Listed entries —
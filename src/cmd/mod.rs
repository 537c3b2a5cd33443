//! Command-line entry points.

use std::sync::Arc;

use crate::{
    config::VisionConfig,
    ocr::{
        OcrOrchestrator, OrchestratorOpts, azure::AzureReadBackend,
        raster::PopplerRasterSource,
    },
    prelude::*,
    ui::Ui,
};

pub mod ocr;
pub mod serve;

/// Build an orchestrator that talks to Azure and renders PDFs with poppler.
fn azure_orchestrator(
    ui: Ui,
    config: VisionConfig,
    opts: &OrchestratorOpts,
) -> Result<OcrOrchestrator> {
    debug!(?config, "Using Azure Computer Vision");
    let backend = AzureReadBackend::new(config)?;
    Ok(OcrOrchestrator::new(
        Arc::new(backend),
        Arc::new(PopplerRasterSource),
        opts.clone(),
        ui,
    ))
}
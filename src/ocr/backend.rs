//! Interface to a remote OCR service that works in terms of jobs.
//!
//! A job is submitted once, and then polled until it reaches a terminal
//! status:
//!
//! ```text
//! submitted -> {pending, running}* -> {succeeded, failed}
//! ```
//!
//! Nothing ever leaves a terminal status.

use std::fmt;

use crate::prelude::*;

/// An opaque handle for a submitted OCR job.
#[derive(Clone, Debug, PartialEq, Eq)]
pub struct JobHandle(pub String);

impl fmt::Display for JobHandle {
    fn fmt(&self, f: &mut fmt::Formatter<'_>) -> fmt::Result {
        f.write_str(&self.0)
    }
}

/// The status of an OCR job.
#[derive(Clone, Debug, PartialEq, Eq)]
pub enum JobStatus {
    /// Accepted, but not started yet.
    Pending,
    /// In progress.
    Running,
    /// Finished. Contains the recognized lines, in reading order.
    Succeeded(Vec<String>),
    /// The backend gave up on this job.
    Failed,
}

/// A remote OCR service.
#[async_trait]
pub trait OcrBackend: Send + Sync + 'static {
    /// Submit an image for OCR.
    async fn submit(&self, image: &[u8]) -> Result<JobHandle>;

    /// Check on a previously submitted job.
    async fn poll(&self, job: &JobHandle) -> Result<JobStatus>;
}

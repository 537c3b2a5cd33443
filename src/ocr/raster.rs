//! Turning documents into images that our OCR backend accepts.

use std::{collections::BTreeMap, io::Cursor, sync::LazyLock};

use image::ImageFormat;
use regex::Regex;
use tokio::process::Command;

use crate::{
    async_utils::{check_for_command_failure, spawn_blocking_propagating_panics},
    prelude::*,
};

/// Something that can render the pages of a document as images.
#[async_trait]
pub trait RasterSource: Send + Sync + 'static {
    /// How many pages does the document at `path` have?
    async fn page_count(&self, path: &Path) -> Result<usize>;

    /// Render page `page_number` (1-based) at `dpi`, returning PNG data.
    async fn render_page(&self, path: &Path, page_number: usize, dpi: u32)
    -> Result<Vec<u8>>;
}

/// A default error regex for checking poppler output.
static ERROR_REGEX: LazyLock<Regex> =
    LazyLock::new(|| Regex::new(r"(?i)error").expect("failed to compile regex"));

/// Poppler errors that don't actually stop it from rendering.
static DOWNGRADE_TO_WARNING_REGEX: LazyLock<Regex> = LazyLock::new(|| {
    Regex::new(r"(?i)error: xref num").expect("failed to compile regex")
});

/// Does this line of poppler output contain an error?
fn is_error_line(line: &str) -> bool {
    ERROR_REGEX.is_match(line) && !DOWNGRADE_TO_WARNING_REGEX.is_match(line)
}

/// Renders PDFs using poppler's `pdfinfo` and `pdftocairo` CLI tools.
#[derive(Debug, Default)]
pub struct PopplerRasterSource;

#[async_trait]
impl RasterSource for PopplerRasterSource {
    #[instrument(level = "debug", skip_all, fields(path = %path.display()))]
    async fn page_count(&self, path: &Path) -> Result<usize> {
        let output = Command::new("pdfinfo")
            .arg(path)
            .output()
            .await
            .with_context(|| format!("failed to run pdfinfo on {:?}", path.display()))?;
        check_for_command_failure("pdfinfo", &output, None)?;
        let stdout = String::from_utf8(output.stdout)
            .context("pdfinfo output was not valid UTF-8")?;
        parse_pdfinfo_page_count(&stdout)
            .with_context(|| format!("failed to get page count for {:?}", path.display()))
    }

    #[instrument(level = "debug", skip_all, fields(path = %path.display(), page = page_number, dpi))]
    async fn render_page(
        &self,
        path: &Path,
        page_number: usize,
        dpi: u32,
    ) -> Result<Vec<u8>> {
        // `pdftocairo -singlefile` appends `.png` to the output prefix.
        let tmpdir = tempfile::TempDir::with_prefix("page")?;
        let out_prefix = tmpdir.path().join("page");
        let page_arg = page_number.to_string();
        let output = Command::new("pdftocairo")
            .arg("-png")
            .arg("-singlefile")
            .arg("-r")
            .arg(dpi.to_string())
            .arg("-f")
            .arg(&page_arg)
            .arg("-l")
            .arg(&page_arg)
            .arg(path)
            .arg(&out_prefix)
            .output()
            .await
            .with_context(|| {
                format!("failed to run pdftocairo on {:?}", path.display())
            })?;
        check_for_command_failure(
            "pdftocairo",
            &output,
            Some(&is_error_line as &dyn Fn(&str) -> bool),
        )?;

        let png_path = out_prefix.with_extension("png");
        tokio::fs::read(&png_path).await.with_context(|| {
            format!("failed to read rendered page {:?}", png_path.display())
        })
    }
}

/// Extract the `Pages:` property from `pdfinfo` output.
fn parse_pdfinfo_page_count(output: &str) -> Result<usize> {
    let mut properties = BTreeMap::new();
    for line in output.lines() {
        let mut parts = line.splitn(2, ':');
        let key = parts.next().unwrap_or("").trim();
        let value = parts.next().unwrap_or("").trim();
        properties.insert(key, value);
    }
    let page_count = properties
        .get("Pages")
        .ok_or_else(|| anyhow!("failed to find page count in pdfinfo output"))?;
    page_count
        .parse::<usize>()
        .with_context(|| format!("invalid page count in pdfinfo output: {page_count:?}"))
}

/// Image formats the Read API can't handle, but that we can convert to PNG.
const CONVERT_TO_PNG: &[&str] = &["image/gif", "image/webp"];

/// Convert an image to a format our OCR backend accepts, if needed.
///
/// Anything we don't recognize is passed through unchanged, and the backend
/// gets to decide what to do with it.
pub async fn normalize_image(data: Vec<u8>) -> Result<Vec<u8>> {
    let mime_type = infer::get(&data).map(|kind| kind.mime_type());
    match mime_type {
        Some(mime_type) if CONVERT_TO_PNG.contains(&mime_type) => {
            debug!(%mime_type, "Converting image to PNG");
            spawn_blocking_propagating_panics(move || -> Result<Vec<u8>> {
                let image = image::load_from_memory(&data)
                    .with_context(|| format!("failed to decode {mime_type} image"))?;
                let mut png = Cursor::new(Vec::new());
                image
                    .write_to(&mut png, ImageFormat::Png)
                    .context("failed to encode PNG")?;
                Ok(png.into_inner())
            })
            .await
        }
        _ => Ok(data),
    }
}

#[cfg(test)]
mod tests {
    use image::{DynamicImage, RgbaImage};

    use super::*;

    fn encode(format: ImageFormat) -> Vec<u8> {
        let image = DynamicImage::ImageRgba8(RgbaImage::new(4, 4));
        let mut out = Cursor::new(Vec::new());
        image.write_to(&mut out, format).unwrap();
        out.into_inner()
    }

    #[test]
    fn is_error_line_works() {
        assert!(is_error_line("error: something went wrong"));
        assert!(is_error_line("ERROR: something went wrong"));
        assert!(!is_error_line("Warning: something is odd"));
        assert!(!is_error_line(
            "Internal Error: xref num 1234 not found but needed, document has changes, reconstruct aborted"
        ));
    }

    #[test]
    fn parses_pdfinfo_output() {
        let output = "Title:          Scan\nProducer:       scanner\nPages:          7\nEncrypted:      no\n";
        assert_eq!(parse_pdfinfo_page_count(output).unwrap(), 7);
        assert!(parse_pdfinfo_page_count("Title: x\n").is_err());
        assert!(parse_pdfinfo_page_count("Pages: many\n").is_err());
    }

    #[tokio::test]
    async fn gif_is_converted_to_png() {
        let png = normalize_image(encode(ImageFormat::Gif)).await.unwrap();
        assert_eq!(infer::get(&png).unwrap().mime_type(), "image/png");
    }

    #[tokio::test]
    async fn supported_images_pass_through() {
        let original = encode(ImageFormat::Png);
        let normalized = normalize_image(original.clone()).await.unwrap();
        assert_eq!(normalized, original);

        let unknown = b"definitely not an image".to_vec();
        assert_eq!(normalize_image(unknown.clone()).await.unwrap(), unknown);
    }

    #[tokio::test]
    #[ignore = "Requires poppler-utils to be installed"]
    async fn poppler_renders_a_missing_file_as_an_error() {
        let source = PopplerRasterSource;
        assert!(source.page_count(Path::new("/no/such.pdf")).await.is_err());
    }
}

Directions —
Everything from the first line of the listing above through the line holding "filename src/ocr/backend.rs" must be retyped exactly; nothing else belongs in the reply.

Exercise solution —
filename src/cmd/mod.rs
repository 537c3b2a5cd33443
//! Command-line entry points.

use std::sync::Arc;

use crate::{
    config::VisionConfig,
    ocr::{
        OcrOrchestrator, OrchestratorOpts, azure::AzureReadBackend,
        raster::PopplerRasterSource,
    },
    prelude::*,
    ui::Ui,
};

pub mod ocr;
pub mod serve;

/// Build an orchestrator that talks to Azure and renders PDFs with poppler.
fn azure_orchestrator(
    ui: Ui,
    config: VisionConfig,
    opts: &OrchestratorOpts,
) -> Result<OcrOrchestrator> {
    debug!(?config, "Using Azure Computer Vision");
    let backend = AzureReadBackend::new(config)?;
    Ok(OcrOrchestrator::new(
        Arc::new(backend),
        Arc::new(PopplerRasterSource),
        opts.clone(),
        ui,
    ))
}
filename src/ocr/backend.rs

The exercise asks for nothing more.